This hamster-wheel “treatment” creates mass detention of the mentally ill by allowing some to be forced into the purgatory of ineffective treatment and solitary confinement—forgotten about for most of their lives. Indeed, that is exactly what seems to have happened to a young, African American man named Lemon Howard in the 1960s and continues today through stories relating similar facts but bearing different names—Cadarius Johnson, a 16-year-old, mentally disabled African American, accused of attempting to kill a police officer and charged as an adult for attempted first-degree murder of a police officer, despite his mental illness and youthful age; Anthony Tellis and Bruce Charles, two prisoners who suffer from mental illnesses and who brought a lawsuit against Davide Wade Correction Center in Homer, Louisiana, outlining the lack of mental health treatment, frequent unaddressed suicide attempts, and inhumane treatment (one claim is that “mentally ill prisoners were forced to kneel or bend down and bark like dogs to get food”); and Louis Fano, who was diagnosed with bipolar disorder, had a history of self-harm, was sent to solitary confinement, was ordered to stop taking antipsychotic medication, and was found hanged in East Baton Rouge Parish Prison. And there are countless others. See Raven Rakia, “New Orleans Wants to Make Its Notorious Jail Bigger,” Appeal, Apr. 15, 2019 (noting the untenable conditions at Orleans Parish Prison, where at least “28 suicide attempts” were made in January and February 2019).
For the mentally ill who do not enter the maze through involuntary commitment, their “life sentence” awaits through arrest and incarceration.
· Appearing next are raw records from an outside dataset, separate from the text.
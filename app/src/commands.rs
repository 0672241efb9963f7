use std::str::FromStr;
use std::sync::Arc;

use anyhow::{anyhow, bail, Context, Result};
use engine::{
    ConvertSession, KeypairWallet, OpenOrderList, ReadOnlyWallet, RpcMetrics, RpcPool,
    SerumExchange, TracingNotifier, Wallet,
};
use engine_core::{
    merge_market_infos, CustomMarketInfo, ExchangeClient, MarketInfo, Metrics, OrderRow,
    TokenPairIndex, EMPTY_LABEL,
};
use prometheus::{Encoder, Registry, TextEncoder};
use solana_sdk::pubkey::Pubkey;
use tracing::info;

use crate::cli::{Cli, Command, OrdersArgs, SwapArgs};
use crate::config::{add_custom_market, load_config, AppConfig};
use crate::markets::static_markets;

/// Everything a command needs once the config is loaded.
struct Runtime {
    cfg: AppConfig,
    markets: Vec<MarketInfo>,
    rpc: RpcPool,
    exchange: Arc<SerumExchange>,
    metrics: Arc<Metrics>,
    notifier: Arc<TracingNotifier>,
}

impl Runtime {
    fn new(cfg: AppConfig, registry: &Registry) -> Result<Self> {
        let markets = merge_market_infos(&static_markets(), &cfg.custom_markets)?;
        let rpc_metrics = RpcMetrics::new(registry).context("register rpc metrics")?;
        let rpc = RpcPool::new(&cfg.rpc, &cfg.rpc.url, rpc_metrics.clone())?;
        let send = RpcPool::new(&cfg.rpc, cfg.rpc.send_url(), rpc_metrics)?;
        let wallet = open_wallet(&cfg, rpc.clone(), send)?;
        info!(target: "convert", rpc = %rpc.url(), wallet = %wallet.public_key(), signer = wallet.connected(), "runtime ready");
        let exchange = Arc::new(SerumExchange::new(rpc.clone(), wallet, cfg.convert.clone()));
        Ok(Self {
            markets,
            rpc,
            exchange,
            metrics: Metrics::new(registry).context("register convert metrics")?,
            notifier: Arc::new(TracingNotifier),
            cfg,
        })
    }

    fn owner(&self) -> Pubkey {
        self.exchange.wallet().public_key()
    }

    async fn session(&self) -> Result<ConvertSession<SerumExchange>> {
        let session = ConvertSession::new(
            self.exchange.clone(),
            Arc::new(self.rpc.clone()),
            Arc::new(self.rpc.clone()),
            self.notifier.clone(),
            self.metrics.clone(),
            self.owner(),
            &self.cfg.convert,
        );
        session.set_markets(self.markets.clone());
        session
            .refresh_token_accounts()
            .await
            .context("load token accounts")?;
        Ok(session)
    }

    async fn select(
        &self,
        session: &ConvertSession<SerumExchange>,
        from: &str,
        to: &str,
    ) -> Result<()> {
        session.select_from(Some(from.to_string())).await?;
        if session.select_to(Some(to.to_string())).await?.is_none() {
            bail!("no market trades {} against {}", from, to);
        }
        Ok(())
    }
}

fn open_wallet(cfg: &AppConfig, rpc: RpcPool, send: RpcPool) -> Result<Arc<dyn Wallet>> {
    if let Some(path) = &cfg.wallet.keypair_path {
        return Ok(Arc::new(KeypairWallet::from_file(path, rpc, send)?));
    }
    if let Some(key) = &cfg.wallet.pubkey {
        let pubkey =
            Pubkey::from_str(key).map_err(|e| anyhow!("wallet.pubkey '{}': {}", key, e))?;
        return Ok(Arc::new(ReadOnlyWallet::new(pubkey)));
    }
    bail!("no wallet configured; set wallet.keypair_path or CONVERT_KEYPAIR")
}

pub fn pairs_lines(index: &TokenPairIndex, token: Option<&str>) -> Vec<String> {
    match token {
        Some(t) if !index.contains(t) => vec![format!("{}: no markets", t)],
        Some(t) => index.neighbors(t).iter().map(|n| format!("{}/{}", t, n)).collect(),
        None => index
            .tokens()
            .map(|t| format!("{} -> {}", t, index.neighbors(t).join(", ")))
            .collect(),
    }
}

pub fn order_lines(rows: &[OrderRow]) -> Vec<String> {
    if rows.is_empty() {
        return vec![EMPTY_LABEL.to_string()];
    }
    rows.iter()
        .map(|r| {
            format!(
                "{:<12} {:<4} {:>14} @ {:<14} {}{}",
                r.market_name,
                r.side_label,
                r.size,
                r.price,
                r.order_id,
                if r.busy { " (cancelling)" } else { "" }
            )
        })
        .collect()
}

/// Market names the order list can be narrowed to, when there is more than one.
pub fn filter_line(filters: &[String]) -> Option<String> {
    (filters.len() > 1).then(|| format!("markets: {}", filters.join(", ")))
}

fn print(lines: Vec<String>) {
    for line in lines {
        println!("{}", line);
    }
}

async fn balance(rt: &Runtime, from: &str, to: &str) -> Result<()> {
    let session = rt.session().await?;
    rt.select(&session, from, to).await?;
    match session.state().balance {
        Some(b) => println!("{} {}", b, from),
        None => println!("no {} token account", from),
    }
    Ok(())
}

async fn swap(rt: &Runtime, args: &SwapArgs) -> Result<()> {
    let session = rt.session().await?;
    rt.select(&session, &args.from, &args.to).await?;
    if args.max {
        if !session.use_max() {
            bail!("spendable {} balance is unknown", args.from);
        }
    } else {
        session.set_size(args.size);
    }
    if args.dry_run {
        let o = session.preview().await?;
        println!(
            "{} {} at limit {} (best {})",
            o.side.label(),
            o.size,
            o.price,
            o.best_price
        );
        return Ok(());
    }
    let ack = session.convert().await?;
    println!("sent {} (open orders {})", ack.signature, ack.open_orders);
    Ok(())
}

async fn order_list(rt: &Runtime, prefix: Option<&str>) -> Result<OpenOrderList<SerumExchange>> {
    let infos: Vec<&MarketInfo> = rt
        .markets
        .iter()
        .filter(|m| prefix.map_or(true, |p| m.name.starts_with(p)))
        .collect();
    if infos.is_empty() {
        bail!("no market matches {:?}", prefix.unwrap_or_default());
    }
    let mut handles = Vec::with_capacity(infos.len());
    for info in infos {
        handles.push(Arc::new(rt.exchange.load_market(info).await?));
    }
    let list = OpenOrderList::new(rt.exchange.clone(), rt.notifier.clone(), rt.metrics.clone());
    list.refresh(&handles, &rt.owner()).await?;
    Ok(list)
}

async fn orders(rt: &Runtime, args: &OrdersArgs) -> Result<()> {
    let list = order_list(rt, args.market.as_deref()).await?;
    let query = args.query();
    if args.market.is_none() {
        if let Some(line) = filter_line(&list.market_filters()) {
            println!("{}", line);
        }
    }
    print(order_lines(&list.rows(&query)));
    let pages = list.page_count(&query);
    if pages > 1 {
        println!("page {} of {}", query.page + 1, pages);
    }
    Ok(())
}

async fn cancel(rt: &Runtime, order_id: engine_core::OrderId, market: &str) -> Result<()> {
    if !rt.markets.iter().any(|m| m.name == market) {
        bail!("unknown market {}", market);
    }
    let list = order_list(rt, Some(market)).await?;
    let mut refreshed = false;
    let signature = list.cancel(order_id, || refreshed = true).await?;
    println!("cancelled {} ({})", order_id, signature);
    if refreshed {
        let again = order_list(rt, Some(market)).await?;
        print(order_lines(&again.rows(&Default::default())));
    }
    Ok(())
}

/// Runs one CLI invocation.
pub async fn run(cli: Cli) -> Result<()> {
    if let Command::AddMarket {
        name,
        address,
        program_id,
        base_label,
        quote_label,
    } = cli.command
    {
        let market = CustomMarketInfo {
            address,
            name,
            program_id,
            base_label,
            quote_label,
        };
        add_custom_market(&cli.config, market.clone()).await?;
        println!("added {} ({})", market.name, market.address);
        return Ok(());
    }

    let cfg = load_config(&cli.config).await?;
    if let Command::Pairs { token } = &cli.command {
        let markets = merge_market_infos(&static_markets(), &cfg.custom_markets)?;
        print(pairs_lines(&TokenPairIndex::build(&markets), token.as_deref()));
        return Ok(());
    }

    let registry = Registry::new();
    let rt = Runtime::new(cfg, &registry)?;
    let result = match &cli.command {
        Command::Balance { from, to } => balance(&rt, from, to).await,
        Command::Swap(args) => swap(&rt, args).await,
        Command::Orders(args) => orders(&rt, args).await,
        Command::Cancel { order_id, market } => cancel(&rt, *order_id, market).await,
        Command::Pairs { .. } | Command::AddMarket { .. } => Ok(()),
    };
    if cli.metrics {
        let mut buf = Vec::new();
        TextEncoder::new()
            .encode(&registry.gather(), &mut buf)
            .context("encode metrics")?;
        print!("{}", String::from_utf8_lossy(&buf));
    }
    result
}

#[cfg(test)]
mod tests {
    use super::*;
    use engine_core::{OrderId, Side};

    #[test]
    fn pairs_output_lists_neighbors() {
        let index = TokenPairIndex::build(&static_markets());
        let lines = pairs_lines(&index, Some("SOL"));
        assert_eq!(lines, ["SOL/USDC", "SOL/USDT"]);
        assert_eq!(pairs_lines(&index, Some("DOGE")), ["DOGE: no markets"]);
        let all = pairs_lines(&index, None);
        assert!(all.contains(&"SRM -> USDC".to_string()));
    }

    #[test]
    fn empty_order_table_shows_label() {
        assert_eq!(order_lines(&[]), [EMPTY_LABEL]);
        let row = OrderRow {
            order_id: OrderId(123456789012345),
            market_name: "SOL/USDC".into(),
            side: Side::Sell,
            side_label: "Sell",
            size: 1.5,
            price: 20.0,
            busy: true,
        };
        let lines = order_lines(&[row]);
        assert!(lines[0].contains("123456789012345 (cancelling)"));
    }

    #[test]
    fn filter_line_needs_two_markets() {
        assert_eq!(filter_line(&[]), None);
        assert_eq!(filter_line(&["SOL/USDC".to_string()]), None);
        let both = ["SOL/USDC".to_string(), "SRM/USDC".to_string()];
        assert_eq!(filter_line(&both).as_deref(), Some("markets: SOL/USDC, SRM/USDC"));
    }

    #[test]
    fn wallet_must_be_configured() {
        let cfg = AppConfig::default();
        let registry = Registry::new();
        let metrics = RpcMetrics::new(&registry).unwrap();
        let rpc = RpcPool::new(&cfg.rpc, &cfg.rpc.url, metrics).unwrap();
        assert!(open_wallet(&cfg, rpc.clone(), rpc.clone()).is_err());

        let mut read_only = AppConfig::default();
        let key = Pubkey::new_unique();
        read_only.wallet.pubkey = Some(key.to_string());
        let w = open_wallet(&read_only, rpc.clone(), rpc).unwrap();
        assert_eq!(w.public_key(), key);
        assert!(!w.connected());
    }
}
These men’s stories are eerily similar, but Mr. Howard’s story—a tale of racial profiling, wrongful accusations, indistinguishable treatment from both mental health facilities and the penal system, and “treatment” rendered without informed consent first being obtained—demonstrates how horrific Louisiana’s “tricks” and “treatment” can be. Mr. Howard was born in Frierson, Louisiana, to a family of sharecroppers in 1940. Around the time Mr. Howard would have been in fifth grade, he quit school to assist his father on their farm. Mr. Howard’s prospects dwindled from there on, not only because he was an impoverished, African American man in the Jim Crow South, but also because he would be diagnosed with schizophrenia and mild to moderate “mental retardation.” The earliest documentation of Mr. Howard’s life is his involuntary civil commitment, initiated by his father, to ELSH in 1962. This commitment began shortly after Mr. Howard had been stabbed and left for dead and, thereafter, began experiencing night terrors and hallucinations. While at ELSH, Mr. Howard was subject to electroconvulsive therapy and, purportedly, admitted to nightmares and hallucinations about a woman. Investigators and doctors treating Mr. Howard believed that woman to be a wealthy, white female from Shreveport—Mary Booth. (Electroconvulsive therapy (ECT) “often works when other treatments are unsuccessful and can benefit pregnant and lactating women, seniors, people with limited tolerance to psychiatric medications and those who are at high risk of suicide. . . . During treatment, electric currents are passed through the brain, deliberately triggering a brief seizure that can reverse the symptoms of certain mental illnesses.” Baton Rouge General, Electroconvulsive Therapy.)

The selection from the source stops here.